The first step in replenishing the roster came on Monday when the Eagles signed fullback Owen Schmitt and promoted tight end/h-back/fullback Garrett Mills from the practice squad. The two of them essentially replace fullback Leonard Weaver, out for the season with a torn anterior cruciate ligament. The center spot? The Eagles will go with Mike McGlynn as the offensive line shuffles its pieces again.
Look for the Eagles to have some creative Xs and O's forthcoming against Detroit and beyond. Replacing Weaver with Schmitt, a former star at West Virginia who played with Seattle, is not as simple as a one-for-one deal. Schmitt, in fact, was a reason the Seahawks allowed Weaver to enter free agency a couple of years ago. Now he replaces Weaver in Philadelphia.
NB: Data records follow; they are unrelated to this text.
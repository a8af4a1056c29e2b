//! Streaming data types: audio chunks, rollback markers, speculative graphs

use crate::graph::ControlGraph;
use serde::{Deserialize, Serialize};
use std::time::{Instant, SystemTime, UNIX_EPOCH};

/// Wall-clock milliseconds since the Unix epoch (0 if the clock is before it)
pub fn now_ms() -> u64 {
    SystemTime::now()
        .duration_since(UNIX_EPOCH)
        .map(|d| d.as_millis() as u64)
        .unwrap_or(0)
}

/// PCM chunk with rollback metadata
///
/// Owned by the stream buffer until released, then by the caller.
#[derive(Debug, Clone, PartialEq, Serialize, Deserialize)]
pub struct AudioChunk {
    /// Mono f32 PCM
    pub samples: Vec<f32>,

    pub sample_rate: u32,

    /// Committed chunks can no longer be rolled back
    pub is_committed: bool,

    /// Index of the word that produced this chunk
    pub word_index: usize,

    /// Creation time (ms since Unix epoch)
    pub timestamp_ms: u64,
}

impl AudioChunk {
    pub fn new(samples: Vec<f32>, sample_rate: u32, word_index: usize, is_committed: bool) -> Self {
        Self {
            samples,
            sample_rate,
            is_committed,
            word_index,
            timestamp_ms: now_ms(),
        }
    }

    pub fn len(&self) -> usize {
        self.samples.len()
    }

    pub fn is_empty(&self) -> bool {
        self.samples.is_empty()
    }

    pub fn duration_ms(&self) -> f64 {
        if self.sample_rate == 0 {
            return 0.0;
        }
        self.samples.len() as f64 / self.sample_rate as f64 * 1000.0
    }
}

/// Checkpoint placed at every commit boundary
#[derive(Debug, Clone, PartialEq, Serialize, Deserialize)]
pub struct RollbackMarker {
    /// Index of the word that closed the committed span
    pub word_index: usize,

    /// Samples produced into the stream up to this point
    pub sample_offset: usize,

    /// All committed text so far
    pub text_so_far: String,

    pub timestamp_ms: u64,
}

/// A compiled unit that may still be rolled back
#[derive(Debug, Clone)]
pub struct SpeculativeGraph {
    pub graph: ControlGraph,
    pub word_index: usize,
    pub is_committed: bool,
    pub created_at: Instant,
}

impl SpeculativeGraph {
    pub fn new(graph: ControlGraph, word_index: usize, is_committed: bool) -> Self {
        Self {
            graph,
            word_index,
            is_committed,
            created_at: Instant::now(),
        }
    }

    /// Committed copy of this graph
    pub fn commit(self) -> Self {
        Self {
            is_committed: true,
            ..self
        }
    }

    pub fn can_rollback(&self) -> bool {
        !self.is_committed
    }
}
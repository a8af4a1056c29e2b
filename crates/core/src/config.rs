//! Configuration for synthesis sessions and the audio event layer
//!
//! Loadable from TOML or JSON:
//!
//! ```toml
//! [synthesizer]
//! voice = "af_bella"
//! buffer_ms = 100.0
//! correction_sensitivity = 0.5
//!
//! [audio_events]
//! manifest = "assets/audio_events/manifest.json"
//! required = false
//! ```

use crate::error::{Error, Result};
use crate::events::AudioEventAdapter;
use serde::{Deserialize, Serialize};
use std::path::{Path, PathBuf};

/// Incremental synthesizer settings
///
/// # Example
///
/// ```
/// use soundboard_core::config::SynthesizerConfig;
///
/// let config = SynthesizerConfig::default()
///     .with_voice("am_michael")
///     .with_buffer_ms(80.0);
/// assert!(config.validate().is_ok());
/// ```
#[derive(Debug, Clone, PartialEq, Serialize, Deserialize)]
#[serde(default)]
pub struct SynthesizerConfig {
    /// Voice ID passed to the compiler
    pub voice: String,

    /// Emotion name passed to the compiler
    #[serde(skip_serializing_if = "Option::is_none")]
    pub emotion: Option<String>,

    /// Global speed multiplier
    pub speed: f32,

    /// Playback buffer; the stream buffer holds up to twice this
    pub buffer_ms: f64,

    /// Fade-to-silence length on rollback
    pub crossfade_ms: f64,

    /// Size of emitted PCM chunks
    pub chunk_ms: f64,

    /// Run correction detection and rollback
    pub enable_rollback: bool,

    /// 0.0-1.0, higher = more corrections detected
    pub correction_sensitivity: f64,
}

impl Default for SynthesizerConfig {
    fn default() -> Self {
        Self {
            voice: "af_bella".to_string(),
            emotion: None,
            speed: 1.0,
            buffer_ms: 100.0,
            crossfade_ms: 10.0,
            chunk_ms: 50.0,
            enable_rollback: true,
            correction_sensitivity: 0.5,
        }
    }
}

impl SynthesizerConfig {
    pub fn with_voice(mut self, voice: impl Into<String>) -> Self {
        self.voice = voice.into();
        self
    }

    pub fn with_emotion(mut self, emotion: impl Into<String>) -> Self {
        self.emotion = Some(emotion.into());
        self
    }

    pub fn with_speed(mut self, speed: f32) -> Self {
        self.speed = speed;
        self
    }

    pub fn with_buffer_ms(mut self, buffer_ms: f64) -> Self {
        self.buffer_ms = buffer_ms;
        self
    }

    pub fn with_crossfade_ms(mut self, crossfade_ms: f64) -> Self {
        self.crossfade_ms = crossfade_ms;
        self
    }

    pub fn with_chunk_ms(mut self, chunk_ms: f64) -> Self {
        self.chunk_ms = chunk_ms;
        self
    }

    pub fn with_rollback(mut self, enabled: bool) -> Self {
        self.enable_rollback = enabled;
        self
    }

    pub fn with_correction_sensitivity(mut self, sensitivity: f64) -> Self {
        self.correction_sensitivity = sensitivity;
        self
    }

    /// Stream buffer budget
    pub fn max_buffer_ms(&self) -> f64 {
        self.buffer_ms * 2.0
    }

    /// Check value ranges
    pub fn validate(&self) -> Result<()> {
        if !(self.speed > 0.0 && self.speed.is_finite()) {
            return Err(Error::ConfigError(format!("speed must be > 0, got {}", self.speed)));
        }
        if !(self.buffer_ms > 0.0 && self.buffer_ms.is_finite()) {
            return Err(Error::ConfigError(format!(
                "buffer_ms must be > 0, got {}",
                self.buffer_ms
            )));
        }
        if !(self.chunk_ms > 0.0 && self.chunk_ms.is_finite()) {
            return Err(Error::ConfigError(format!(
                "chunk_ms must be > 0, got {}",
                self.chunk_ms
            )));
        }
        if !(self.crossfade_ms >= 0.0 && self.crossfade_ms.is_finite()) {
            return Err(Error::ConfigError(format!(
                "crossfade_ms must be >= 0, got {}",
                self.crossfade_ms
            )));
        }
        if !(0.0..=1.0).contains(&self.correction_sensitivity) {
            return Err(Error::ConfigError(format!(
                "correction_sensitivity must be 0.0-1.0, got {}",
                self.correction_sensitivity
            )));
        }
        Ok(())
    }
}

/// Where to find event audio
#[derive(Debug, Clone, PartialEq, Serialize, Deserialize)]
pub struct AudioEventsConfig {
    /// Path to manifest.json
    pub manifest: PathBuf,

    /// Fail on a bad manifest instead of running without events
    #[serde(default)]
    pub required: bool,
}

/// Top-level engine configuration
#[derive(Debug, Clone, Default, PartialEq, Serialize, Deserialize)]
#[serde(default)]
pub struct EngineConfig {
    pub synthesizer: SynthesizerConfig,

    #[serde(skip_serializing_if = "Option::is_none")]
    pub audio_events: Option<AudioEventsConfig>,
}

impl EngineConfig {
    pub fn from_toml_str(s: &str) -> Result<Self> {
        let config: Self = toml::from_str(s)?;
        config.synthesizer.validate()?;
        Ok(config)
    }

    pub fn from_json_str(s: &str) -> Result<Self> {
        let config: Self = serde_json::from_str(s)?;
        config.synthesizer.validate()?;
        Ok(config)
    }

    /// Load from a `.toml` or `.json` file
    pub fn from_file(path: impl AsRef<Path>) -> Result<Self> {
        let path = path.as_ref();
        let contents = std::fs::read_to_string(path)?;

        match path.extension().and_then(|e| e.to_str()) {
            Some("toml") => Self::from_toml_str(&contents),
            Some("json") => Self::from_json_str(&contents),
            other => Err(Error::ConfigError(format!(
                "unsupported config format: {}",
                other.unwrap_or("<none>")
            ))),
        }
    }

    /// Build the audio event adapter, if configured
    ///
    /// A required section propagates load failures; an optional one logs and
    /// continues without events.
    pub fn load_adapter(&self) -> Result<Option<AudioEventAdapter>> {
        let Some(events) = &self.audio_events else {
            return Ok(None);
        };

        if events.required {
            AudioEventAdapter::from_manifest(&events.manifest).map(Some)
        } else {
            Ok(AudioEventAdapter::try_load(&events.manifest))
        }
    }
}
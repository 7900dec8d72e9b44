use super::StaffStore;
use crate::error::Result;
use crate::model::Employee;
use std::fs;
use std::path::{Path, PathBuf};

/// JSON-file backend.
///
/// The collection is a single JSON array. Load reads the whole file; save
/// truncates and rewrites it. No appending, no partial updates.
pub struct JsonFileStore {
    path: PathBuf,
}

impl JsonFileStore {
    /// The path is resolved to an absolute one up front so error messages
    /// name the real location even when the file does not exist yet.
    pub fn new(path: impl AsRef<Path>) -> Self {
        let path = path.as_ref();
        let path = std::path::absolute(path).unwrap_or_else(|_| path.to_path_buf());
        Self { path }
    }

    pub fn path(&self) -> &Path {
        &self.path
    }
}

impl StaffStore for JsonFileStore {
    fn exists(&self) -> bool {
        self.path.exists()
    }

    fn location(&self) -> String {
        self.path.display().to_string()
    }

    fn load(&self) -> Result<Option<Vec<Employee>>> {
        let content = fs::read_to_string(&self.path)?;
        // A blank file deserializes the same as an explicit `null`: no
        // collection yet.
        if content.trim().is_empty() {
            return Ok(None);
        }
        let employees: Option<Vec<Employee>> = serde_json::from_str(&content)?;
        Ok(employees)
    }

    fn save(&mut self, employees: &[Employee]) -> Result<()> {
        let content = serde_json::to_string(employees)?;
        fs::write(&self.path, content)?;
        Ok(())
    }
}
//! # Staffdb Architecture
//!
//! Staffdb is a library for managing a small collection of employee records
//! persisted as a single JSON file, with a CLI client on top. The library is
//! the product; the binary is just one consumer of it.
//!
//! ## Layers
//!
//! ```text
//! ┌────────────────────────────────────────────────────────────┐
//! │  CLI Layer (main.rs + args.rs)                             │
//! │  - Parses process arguments, prints results                │
//! │  - The ONLY place that knows about stdout/stderr           │
//! └────────────────────────────────────────────────────────────┘
//!                              │
//!                              ▼
//! ┌────────────────────────────────────────────────────────────┐
//! │  Manager Layer (manager.rs)                                │
//! │  - Dispatches one operation request per call               │
//! │  - Validates field values, applies mutations               │
//! │  - Returns `Result<String, StaffError>`                    │
//! └────────────────────────────────────────────────────────────┘
//!                              │
//!                              ▼
//! ┌────────────────────────────────────────────────────────────┐
//! │  Storage Layer (store/)                                    │
//! │  - Abstract StaffStore trait                               │
//! │  - JsonFileStore (production), InMemoryStore (testing)     │
//! └────────────────────────────────────────────────────────────┘
//! ```
//!
//! ## The request grammar
//!
//! A request is an operation keyword (`-add`, `-update`, `-get`, `-delete`,
//! `-getall`) followed by `Name:Value` tokens, where `Name` is one of the
//! record fields (`Id`, `FirstName`, `LastName`, `SalaryPerHour`). The
//! [`fields`] module maps those tokens onto fixed field slots; the
//! [`manager`] module interprets them per operation.
//!
//! ## Key Principle: No I/O Assumptions in Core
//!
//! From `manager.rs` inward, code never writes to stdout/stderr, never calls
//! `std::process::exit`, and never assumes a terminal. Every operation
//! returns the string the caller should show, or a [`error::StaffError`]
//! whose `Display` is that string.
//!
//! ## Module Overview
//!
//! - [`manager`]: the operation engine — entry point for all operations
//! - [`fields`]: the fixed field schema and `Name:Value` token mapping
//! - [`model`]: the `Employee` record and salary formatting conventions
//! - [`store`]: storage abstraction and implementations
//! - [`error`]: error types

pub mod error;
pub mod fields;
pub mod manager;
pub mod model;
pub mod store;
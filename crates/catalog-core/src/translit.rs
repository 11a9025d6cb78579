//! # Transliteration
//!
//! Maps Cyrillic text to a Latin, identifier-friendly form. The table covers
//! the Russian alphabet plus the Tajik letters `ғ`, `қ`, `ҳ`, `ҷ`. Soft and
//! hard signs disappear.
//!
//! The table is built once on first use and never mutated, so concurrent
//! callers share it without locking.

use std::collections::HashMap;
use std::sync::LazyLock;

use unicode_script::{Script, UnicodeScript};

/// Replacement for every letter the transliterator knows about.
///
/// Letters are listed uppercase first, then lowercase.
pub const TRANSLIT_TABLE: &[(char, &str)] = &[
    ('А', "A"), ('а', "a"),
    ('Б', "B"), ('б', "b"),
    ('В', "V"), ('в', "v"),
    ('Г', "G"), ('г', "g"),
    ('Д', "D"), ('д', "d"),
    ('Е', "E"), ('е', "e"),
    ('Ё', "Yo"), ('ё', "yo"),
    ('Ж', "Zh"), ('ж', "zh"),
    ('З', "Z"), ('з', "z"),
    ('И', "I"), ('и', "i"),
    ('Й', "J"), ('й', "j"),
    ('К', "K"), ('к', "k"),
    ('Л', "L"), ('л', "l"),
    ('М', "M"), ('м', "m"),
    ('Н', "N"), ('н', "n"),
    ('О', "O"), ('о', "o"),
    ('П', "P"), ('п', "p"),
    ('Р', "R"), ('р', "r"),
    ('С', "S"), ('с', "s"),
    ('Т', "T"), ('т', "t"),
    ('У', "U"), ('у', "u"),
    ('Ф', "F"), ('ф', "f"),
    ('Х', "Kh"), ('х', "kh"),
    ('Ц', "Ts"), ('ц', "ts"),
    ('Ч', "Ch"), ('ч', "ch"),
    ('Ш', "Sh"), ('ш', "sh"),
    ('Щ', "Shch"), ('щ', "shch"),
    ('Ъ', ""), ('ъ', ""),
    ('Ы', "Y"), ('ы', "y"),
    ('Ь', ""), ('ь', ""),
    ('Э', "E"), ('э', "e"),
    ('Ю', "Yu"), ('ю', "yu"),
    ('Я', "Ya"), ('я', "ya"),
    // Tajik
    ('Ғ', "G"), ('ғ', "g"),
    ('Қ', "Q"), ('қ', "q"),
    ('Ҳ', "H"), ('ҳ', "h"),
    ('Ҷ', "J"), ('ҷ', "j"),
];

static TABLE: LazyLock<HashMap<char, &'static str>> =
    LazyLock::new(|| TRANSLIT_TABLE.iter().copied().collect());

/// Returns true if `c` belongs to the Cyrillic script.
///
/// Combining marks shared between scripts (script `Inherited`) do not count.
pub fn is_cyrillic(c: char) -> bool {
    c.script() == Script::Cyrillic
}

/// Returns true if `text` contains at least one Cyrillic character.
pub fn contains_cyrillic(text: &str) -> bool {
    text.chars().any(is_cyrillic)
}

/// Transliterate `text` character by character.
///
/// Text without any Cyrillic character is returned unchanged. Cyrillic
/// characters missing from [`TRANSLIT_TABLE`] are copied through as-is,
/// as is everything outside the script.
///
/// ```
/// use catalog_core::transliterate;
///
/// assert_eq!(transliterate("Пылесосы"), "Pylesosy");
/// assert_eq!(transliterate("ҷой"), "joj");
/// assert_eq!(transliterate("cpu"), "cpu");
/// ```
pub fn transliterate(text: &str) -> String {
    if !contains_cyrillic(text) {
        return text.to_string();
    }

    let mut out = String::with_capacity(text.len());
    for c in text.chars() {
        match TABLE.get(&c) {
            Some(latin) => out.push_str(latin),
            None => out.push(c),
        }
    }
    out
}

#[cfg(test)]
mod tests {
    use super::*;
    use proptest::prelude::*;

    #[test]
    fn ascii_is_returned_unchanged() {
        assert_eq!(transliterate("Test"), "Test");
        assert_eq!(transliterate("Apple A-series"), "Apple A-series");
        assert_eq!(transliterate(""), "");
    }

    #[test]
    fn russian_words() {
        assert_eq!(transliterate("Смартфоны"), "Smartfony");
        assert_eq!(transliterate("Электроника"), "Elektronika");
        assert_eq!(transliterate("гарантия"), "garantiya");
        assert_eq!(transliterate("батарея"), "batareya");
        assert_eq!(transliterate("мощность"), "moshchnost");
        assert_eq!(transliterate("цвет"), "tsvet");
    }

    #[test]
    fn digraphs_keep_case() {
        assert_eq!(transliterate("Щука"), "Shchuka");
        assert_eq!(transliterate("щи"), "shchi");
        assert_eq!(transliterate("Жук"), "Zhuk");
        assert_eq!(transliterate("Хлеб"), "Khleb");
        assert_eq!(transliterate("Ёж"), "Yozh");
    }

    #[test]
    fn signs_are_dropped() {
        assert_eq!(transliterate("объём"), "obyom");
        assert_eq!(transliterate("ь"), "");
        assert_eq!(transliterate("Ъ"), "");
    }

    #[test]
    fn tajik_letters() {
        assert_eq!(transliterate("Ғ ғ Қ қ Ҳ ҳ Ҷ ҷ"), "G g Q q H h J j");
        assert_eq!(transliterate("тоҷикӣ"), "tojikӣ");
    }

    #[test]
    fn mixed_text_keeps_non_cyrillic() {
        assert_eq!(transliterate("ram_память 16"), "ram_pamyat 16");
    }

    #[test]
    fn unmapped_cyrillic_passes_through() {
        // Ukrainian yi is Cyrillic but not in the table.
        assert_eq!(transliterate("ї"), "ї");
        assert!(is_cyrillic('ї'));
    }

    #[test]
    fn script_classification() {
        // Supplement, Extended-A/B/C/D.
        for c in ['Ԁ', '\u{2DE0}', '\u{A640}', '\u{1C80}', '\u{1E030}', '\u{1E08F}'] {
            assert!(is_cyrillic(c), "U+{:04X} should be Cyrillic", c as u32);
        }
        // Greek, CJK, Latin-1 and a combining mark shared across scripts.
        for c in ['α', 'Ω', '中', 'é', 'ß', '\u{0485}'] {
            assert!(!is_cyrillic(c), "U+{:04X} should not be Cyrillic", c as u32);
        }
    }

    #[test]
    fn non_cyrillic_scripts_are_untouched() {
        assert_eq!(transliterate("Ηλεκτρονικά 电子产品 café"), "Ηλεκτρονικά 电子产品 café");
        assert_eq!(transliterate("ноутбук ασ"), "noutbuk ασ");
    }

    #[test]
    fn table_entries_are_cyrillic_and_latin() {
        for (c, latin) in TRANSLIT_TABLE {
            assert!(is_cyrillic(*c), "{c} should be Cyrillic");
            assert!(latin.is_ascii(), "{latin} should be ASCII");
            assert!(latin.len() <= 4);
        }
    }

    #[test]
    fn table_has_no_duplicate_keys() {
        assert_eq!(TABLE.len(), TRANSLIT_TABLE.len());
    }

    proptest! {
        /// Text without Cyrillic characters is an identity.
        #[test]
        fn identity_without_cyrillic(s in "[ -~α-ωΑ-Ω一-龥À-ÿ]{0,40}") {
            prop_assert_eq!(transliterate(&s), s);
        }

        /// Same for arbitrary printable text that happens to have no Cyrillic.
        #[test]
        fn identity_for_any_non_cyrillic_text(
            s in "\\PC{0,40}".prop_filter("no Cyrillic", |s| !contains_cyrillic(s)),
        ) {
            prop_assert_eq!(transliterate(&s), s);
        }

        /// A second pass never changes already transliterated text.
        #[test]
        fn idempotent(s in "[а-яА-ЯёЁғқҳҷa-z0-9 _]{0,40}") {
            let once = transliterate(&s);
            prop_assert_eq!(transliterate(&once), once.clone());
            prop_assert!(!contains_cyrillic(&once));
        }
    }
}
The role of the fullback position has been a mixed bag for the Eagles over the years in the Andy Reid era. Until Weaver arrived last year, the fullback played a relatively small percentage of the time. The Eagles used a single-back set, with three wide receivers, and they used it effectively. This has never been what you would call a smash-mouth offensive attack.
A fullback here is a bit player, at least he was until Weaver signed. Last year, Weaver was a Pro Bowl player. He ran the ball out of the one-back set. He brought some thunder in short-yardage situations. And he could catch a pass here and there and he was a capable blocker in both the run game and the passing game.
I'm not sure what the coaches have in mind now. Schmitt is more of a masher than an athletic player. He is a tough guy and he is going to have to play that role in the running game.
Mills is an interesting player. He is an athletic pass-catching tight end who really doesn't have ideal size for a tight end but who can move around the formation and catch passes. How much the Eagles use him, well, I guess we will find out very soon.
Don't fool yourself into thinking that Weaver is an easy player to replace. He was the best fullback the Eagles have had in many years, a position manned by the likes of Jon Ritchie, Thomas Tapeh, Josh Parry and others in Reid's years here. The Eagles didn't make the position a huge priority, it seems until Weaver signed a one-year contract as an unrestricted free agent prior to 2009 and then rewarded Weaver with a contract that reportedly made him the highest-paid fullback in league history in this past off-season.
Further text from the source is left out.